Interactions between adjacent subunits. The C domain of one subunit is shown in grey and its N domain in yellow. The C domain of the adjacent subunit is shown in green. Residues are shown in cpk colours.

Figure 3

(A, B) Relationship between the N domain of one subunit (yellow) and the C domain of another (green), showing the relation of loops 1 and 2 to the slide helix. (C) Interactions between loops 1 and 2 and the C domain of one subunit and the slide helix of the adjacent subunit. (D) Web of predicted interactions between the C linker, loops 1 and 2 of the C domain of one subunit (yellow) and the slide helix of the adjacent subunit (blue). Coloured lines connect interacting residues, or indicate interactions with ATP.

Figure 4

(A) Side view of the ATP-binding site. For clarity, the TMs of only two subunits and the IC domains of two separate subunits are illustrated. ATP (yellow) is docked into its binding sites. (B) Kir6.2 tetramer, viewed from above, with the TMs removed (residues 64–177). ATP (yellow) is docked into its binding sites. The N domain is shown in ribbon format and the C domain in backbone format. Different colours represent individual subunits.

Figure 5

(A) Interactions between ATP and residues lining the ATP-binding pocket. The subunit origin (A or D) of the residue is indicated. Predicted hydrogen bonds are indicated by dashed lines and hydrophobic interactions by sunbursts. Residues are shown in cpk colours. (B) Space-filling model of the ATP-binding pocket. Different subunits are indicated in blue and pink. The electron shells of R50 and K185, and of ATP, are shown in transparency. (C) Close-up of the binding pocket with 8-azido-ATP placed in the same position as ATP. The dashed lines indicate where the azido group makes a steric clash with T180 and the ATP molecule itself.

Figure 6

(A) K_ATP currents elicited by voltage ramps from −110 to +100 mV to an inside-out patch excised from a Xenopus oocyte expressing Kir6.2ΔC or Kir6.2ΔC-E179M. The dotted line indicates the zero current level. (B) Mean relationship between [ATP] and K_ATP conductance (G), expressed relative to the conductance in the absence of nucleotide (Gc) for Kir6.2ΔC with E179 mutated to N (, n=5), M (, n=5), L (, n=5) and Q (, n=7). The curves are the best fit to equation (1), using values for IC₅₀ and h given in Table I. The dashed line indicates the wild-type data.

Figure 7

(A) Kir6.2ΔC and Kir6.2ΔC-R201H currents evoked by voltage ramps from −110 to +100mV. (B) Mean relationship between [ATP] and K_ATP conductance (G), expressed relative to the conductance in the absence of nucleotide (G_c) for Kir6.2ΔC-R201C (n=5).
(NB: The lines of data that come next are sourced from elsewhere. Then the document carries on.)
//! Typed client for the Last.fm web API.
//!
//! Responses are decoded strictly: Last.fm sends numbers and flags as strings,
//! and a payload that does not match the expected shape is reported as
//! [`LastFmError::Malformed`] naming the offending field, never as a
//! partially-filled record. Failures reported by Last.fm itself surface as
//! [`LastFmError::Service`] with a classified [`ServiceErrorKind`].

pub mod client;
pub mod collection;
pub mod config;
pub mod date;
pub mod decode;
pub mod error;
pub mod events;
pub mod image;
pub mod iterator;
pub mod params;
pub mod requester;
pub mod response;
pub mod types;

pub use client::LastFmClient;
pub use collection::{
    CollectionList, CollectionPage, DateRange, Pagination, SearchPagination, SearchResults,
};
pub use config::ClientConfig;
pub use decode::{Decode, JsonObject};
pub use error::{DecodeError, LastFmError, ServiceErrorKind};
pub use events::{
    ClientEvent, ClientEventReceiver, ClientEventWatcher, RequestInfo, SharedEventBroadcaster,
};
pub use image::ImageSet;
pub use iterator::{AsyncPaginatedIterator, RecentTracksIterator};
pub use params::{
    AlbumInfoParams, ArtistInfoParams, ArtistSimilarParams, ArtistTopParams, GeoParams, ParamMap,
    Params, Period, RecentTracksParams, SearchParams, TagParams, TrackInfoParams, UserPageParams,
    UserTopParams, WeeklyChartParams,
};
pub use requester::{Headers, HttpRequester, RawResponse, Requester};
pub use types::{
    Album, AlbumInfo, AlbumRef, AlbumTrack, Artist, ArtistInfo, ArtistRef, ArtistStats,
    ExtendedRecentTrack, LovedTrack, RecentTrack, SearchTrack, Tag, TopTrack, TrackAlbum,
    TrackInfo, TrackStreamable, UserInfo, UserPublicInfo, WeeklyChartAlbum, WeeklyChartArtist,
    WeeklyChartTrack, Wiki,
};

#[cfg(feature = "mock")]
pub use iterator::MockAsyncPaginatedIterator;
#[cfg(feature = "mock")]
pub use requester::MockRequester;

pub type Result<T> = std::result::Result<T, LastFmError>;
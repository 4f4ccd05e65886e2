//! # Client Events
//!
//! Every request made by [`LastFmClient`](crate::LastFmClient) emits events on
//! a broadcast channel shared by all clones of the client. Consumers can
//! subscribe to observe request activity, or peek at the most recent event.
//!
//! ```rust,no_run
//! use lastfm_api::{ClientEvent, LastFmClient};
//!
//! # async fn example(client: LastFmClient) {
//! let mut events = client.subscribe();
//! tokio::spawn(async move {
//!     while let Ok(event) = events.recv().await {
//!         if let ClientEvent::RequestCompleted { request, duration_ms, .. } = event {
//!             println!("{} took {duration_ms}ms", request.short_description());
//!         }
//!     }
//! });
//! # }
//! ```

use serde::{Deserialize, Serialize};
use tokio::sync::{broadcast, watch};

/// Query parameters whose values never leave the client.
const REDACTED_PARAMS: [&str; 2] = ["api_key", "sk"];

const REDACTED: &str = "REDACTED";

/// Request information for client events.
///
/// Credentials (`api_key`, `sk`) are replaced before the request is stored,
/// so a `RequestInfo` is always safe to log.
#[derive(Clone, Debug, PartialEq, Eq, Hash, Serialize, Deserialize)]
pub struct RequestInfo {
    /// The HTTP method (GET, POST)
    pub method: String,
    /// The requested URI with credentials redacted
    pub uri: String,
    /// Query parameters as key-value pairs
    pub query_params: Vec<(String, String)>,
    /// Path without query parameters
    pub path: String,
}

impl RequestInfo {
    /// Create RequestInfo from a URL string and method
    pub fn from_url_and_method(url: &str, method: &str) -> Self {
        let (base, query_string) = match url.split_once('?') {
            Some((base, query)) => (base, query),
            None => (url, ""),
        };

        let query_params: Vec<(String, String)> = query_string
            .split('&')
            .filter(|pair| !pair.is_empty())
            .map(|pair| {
                let (key, value) = pair.split_once('=').unwrap_or((pair, ""));
                let value = if REDACTED_PARAMS.contains(&key) {
                    REDACTED
                } else {
                    value
                };
                (key.to_string(), value.to_string())
            })
            .collect();

        let path = match base.split_once("://") {
            Some((_, rest)) => rest
                .find('/')
                .map(|slash| rest[slash..].to_string())
                .unwrap_or_else(|| "/".to_string()),
            None => base.to_string(),
        };

        let uri = if query_params.is_empty() {
            base.to_string()
        } else {
            let query: Vec<String> = query_params
                .iter()
                .map(|(k, v)| if v.is_empty() { k.clone() } else { format!("{k}={v}") })
                .collect();
            format!("{base}?{}", query.join("&"))
        };

        Self {
            method: method.to_string(),
            uri,
            query_params,
            path,
        }
    }

    /// The Last.fm method being called, e.g. `artist.getTopTracks`.
    pub fn api_method(&self) -> Option<&str> {
        self.query_params
            .iter()
            .find(|(k, _)| k == "method")
            .map(|(_, v)| v.as_str())
    }

    /// Get a short description of the request for logging
    pub fn short_description(&self) -> String {
        match self.api_method() {
            Some(api_method) => format!("{} {} [{api_method}]", self.method, self.path),
            None => format!("{} {}", self.method, self.path),
        }
    }
}

/// Event type to describe client request activity
#[derive(Clone, Debug, PartialEq, Serialize, Deserialize)]
pub enum ClientEvent {
    /// Request handed to the transport
    RequestStarted {
        /// Request details
        request: RequestInfo,
    },
    /// A response arrived, whatever its status
    RequestCompleted {
        /// Request details
        request: RequestInfo,
        /// HTTP status code
        status_code: u16,
        /// Duration of the request in milliseconds
        duration_ms: u64,
    },
    /// The transport failed before any response arrived
    RequestFailed {
        /// Request details
        request: RequestInfo,
        /// Transport error message
        error: String,
    },
}

/// Type alias for the broadcast receiver
pub type ClientEventReceiver = broadcast::Receiver<ClientEvent>;

/// Type alias for the watch receiver
pub type ClientEventWatcher = watch::Receiver<Option<ClientEvent>>;

/// Shared event broadcasting state that persists across client clones
#[derive(Clone)]
pub struct SharedEventBroadcaster {
    event_tx: broadcast::Sender<ClientEvent>,
    last_event_tx: watch::Sender<Option<ClientEvent>>,
}

impl SharedEventBroadcaster {
    pub fn new() -> Self {
        let (event_tx, _) = broadcast::channel(100);
        let (last_event_tx, _) = watch::channel(None);

        Self {
            event_tx,
            last_event_tx,
        }
    }

    /// Broadcast an event to all subscribers
    pub fn broadcast_event(&self, event: ClientEvent) {
        let _ = self.event_tx.send(event.clone());
        // send_replace stores the value even when no watcher is alive
        self.last_event_tx.send_replace(Some(event));
    }

    pub fn subscribe(&self) -> ClientEventReceiver {
        self.event_tx.subscribe()
    }

    pub fn watch(&self) -> ClientEventWatcher {
        self.last_event_tx.subscribe()
    }

    pub fn latest_event(&self) -> Option<ClientEvent> {
        self.last_event_tx.borrow().clone()
    }
}

impl Default for SharedEventBroadcaster {
    fn default() -> Self {
        Self::new()
    }
}

impl std::fmt::Debug for SharedEventBroadcaster {
    fn fmt(&self, f: &mut std::fmt::Formatter<'_>) -> std::fmt::Result {
        f.debug_struct("SharedEventBroadcaster")
            .field("subscribers", &self.event_tx.receiver_count())
            .finish()
    }
}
The curve is the best fit to equation (1) using the values given in Table I. The dotted line indicates the wild-type data.

Figure 8

(A) Model of the ATP-binding pocket of Kir6.2 illustrating the proximity of F333 and Y330 to the phosphate tail of ATP. (B) Mean relationship between [ATP] and K_ATP conductance (G), expressed relative to the conductance in the absence of nucleotide (G_c) for Kir6.2-Y330L/SUR1-KA/KM (•, n=5), and Kir6.2-F333L/SUR1-KAKM (▪, n=6) channels. The smooth curves are the best fit to equation (1). For Kir6.2-Y330L, IC₅₀=16.9±1.9 μM, h=1.3±0.1. For Kir6.2-F333L, IC₅₀=514±93 μM, h=1.2±0.1. The dashed line indicates the control data (IC₅₀=17 μM, h=0.99; Gribble et al, 1997).

Figure 9

(A) Slide helix of Kir6.2, showing the location of V59. The slide helix of one subunit is shown in yellow and the TM domain of the adjacent subunit in green. (B) Kir6.2ΔC and Kir6.2ΔC-V59G currents evoked by voltage ramps from −110 to +100 mV in inside-out patches. (C) Mean relationship between [ATP] and K_ATP conductance (G), expressed relative to the conductance in the absence of nucleotide (G_c) for Kir6.2ΔC-V59G (n=6). The curve is the best fit to equation (1) using the values given in Table I. The dashed line indicates the wild-type data. (D) Single Kir6.2ΔC and Kir6.2ΔC-V59G channel currents recorded at –60 mV. The arrow indicates the zero current level.